* **Description of the task**
Restate the opening lines of the material below word for word, stopping after the line that contains "use std::rc::Rc;".

* **Records for processing**

───

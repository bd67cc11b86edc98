//! Mutation operations as data.
//!
//! The same vocabulary drives live calls deferred by the replay queue and
//! undo/redo replay, through one interpreter.

use crate::db::Db;
use crate::error::Result;
use crate::types::{Collection, Document, Patch, TxOptions};
use std::collections::BTreeMap;
use std::fmt;
use std::rc::Rc;

pub type DocUpdater = Rc<dyn Fn(&Document) -> Option<Patch>>;
pub type CollectionUpdater = Rc<dyn Fn(&Collection) -> Option<BTreeMap<String, Patch>>>;

/// Update of a single document: a patch, or a function of the stored
/// document returning one. `None` from the function is a no-op.
#[derive(Clone)]
pub enum DocUpdate {
    Patch(Patch),
    With(DocUpdater),
}

impl DocUpdate {
    pub fn with(f: impl Fn(&Document) -> Option<Patch> + 'static) -> Self {
        DocUpdate::With(Rc::new(f))
    }

    pub(crate) fn resolve(&self, prev: &Document) -> Option<Patch> {
        match self {
            DocUpdate::Patch(patch) => Some(patch.clone()),
            DocUpdate::With(f) => f(prev),
        }
    }
}

impl From<Patch> for DocUpdate {
    fn from(patch: Patch) -> Self {
        DocUpdate::Patch(patch)
    }
}

impl fmt::Debug for DocUpdate {
    fn fmt(&self, f: &mut fmt::Formatter<'_>) -> fmt::Result {
        match self {
            DocUpdate::Patch(patch) => f.debug_tuple("Patch").field(patch).finish(),
            DocUpdate::With(_) => f.write_str("With(..)"),
        }
    }
}

/// Update of many documents of one collection: id-keyed patches, or a
/// function of the whole collection returning them.
#[derive(Clone)]
pub enum CollectionUpdate {
    Patches(BTreeMap<String, Patch>),
    With(CollectionUpdater),
}

impl CollectionUpdate {
    pub fn with(f: impl Fn(&Collection) -> Option<BTreeMap<String, Patch>> + 'static) -> Self {
        CollectionUpdate::With(Rc::new(f))
    }

    pub(crate) fn resolve(&self, prev: &Collection) -> Option<BTreeMap<String, Patch>> {
        match self {
            CollectionUpdate::Patches(patches) => Some(patches.clone()),
            CollectionUpdate::With(f) => f(prev),
        }
    }
}

impl From<BTreeMap<String, Patch>> for CollectionUpdate {
    fn from(patches: BTreeMap<String, Patch>) -> Self {
        CollectionUpdate::Patches(patches)
    }
}

impl fmt::Debug for CollectionUpdate {
    fn fmt(&self, f: &mut fmt::Formatter<'_>) -> fmt::Result {
        match self {
            CollectionUpdate::Patches(patches) => f.debug_tuple("Patches").field(patches).finish(),
            CollectionUpdate::With(_) => f.write_str("With(..)"),
        }
    }
}

/// A mutation call and its arguments.
#[derive(Clone, Debug)]
pub enum Operation {
    SetDoc {
        collection: String,
        doc: Document,
    },
    SetDocs {
        collection: String,
        docs: Vec<Document>,
    },
    UpdateDoc {
        collection: String,
        id: String,
        update: DocUpdate,
    },
    UpdateDocs {
        collection: String,
        update: CollectionUpdate,
    },
    DeleteDoc {
        collection: String,
        id: String,
    },
    DeleteDocs {
        collection: String,
        ids: Vec<String>,
    },
}

impl Operation {
    pub fn name(&self) -> &'static str {
        match self {
            Operation::SetDoc { .. } => "set_doc",
            Operation::SetDocs { .. } => "set_docs",
            Operation::UpdateDoc { .. } => "update_doc",
            Operation::UpdateDocs { .. } => "update_docs",
            Operation::DeleteDoc { .. } => "delete_doc",
            Operation::DeleteDocs { .. } => "delete_docs",
        }
    }

    pub fn collection(&self) -> &str {
        match self {
            Operation::SetDoc { collection, .. }
            | Operation::SetDocs { collection, .. }
            | Operation::UpdateDoc { collection, .. }
            | Operation::UpdateDocs { collection, .. }
            | Operation::DeleteDoc { collection, .. }
            | Operation::DeleteDocs { collection, .. } => collection,
        }
    }
}

/// One undoable mutation: the operation reverting it and the one reapplying it.
#[derive(Clone, Debug)]
pub struct HistoryStep {
    pub undo: Operation,
    pub redo: Operation,
}

/// Apply an operation through the public mutation API.
pub fn apply_operation(db: &Db, operation: Operation, options: Option<TxOptions>) -> Result<()> {
    match operation {
        Operation::SetDoc { collection, doc } => db.set_doc(&collection, doc, options),
        Operation::SetDocs { collection, docs } => db.set_docs(&collection, docs, options),
        Operation::UpdateDoc {
            collection,
            id,
            update,
        } => db.update_doc(&collection, &id, update, options),
        Operation::UpdateDocs { collection, update } => {
            db.update_docs(&collection, update, options)
        }
        Operation::DeleteDoc { collection, id } => db.delete_doc(&collection, &id, options),
        Operation::DeleteDocs { collection, ids } => db.delete_docs(&collection, ids, options),
    }
}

───

* **Result**
repository bd67cc11b86edc98
//! Mutation operations as data.
//!
//! The same vocabulary drives live calls deferred by the replay queue and
//! undo/redo replay, through one interpreter.

use crate::db::Db;
use crate::error::Result;
use crate::types::{Collection, Document, Patch, TxOptions};
use std::collections::BTreeMap;
use std::fmt;
use std::rc::Rc;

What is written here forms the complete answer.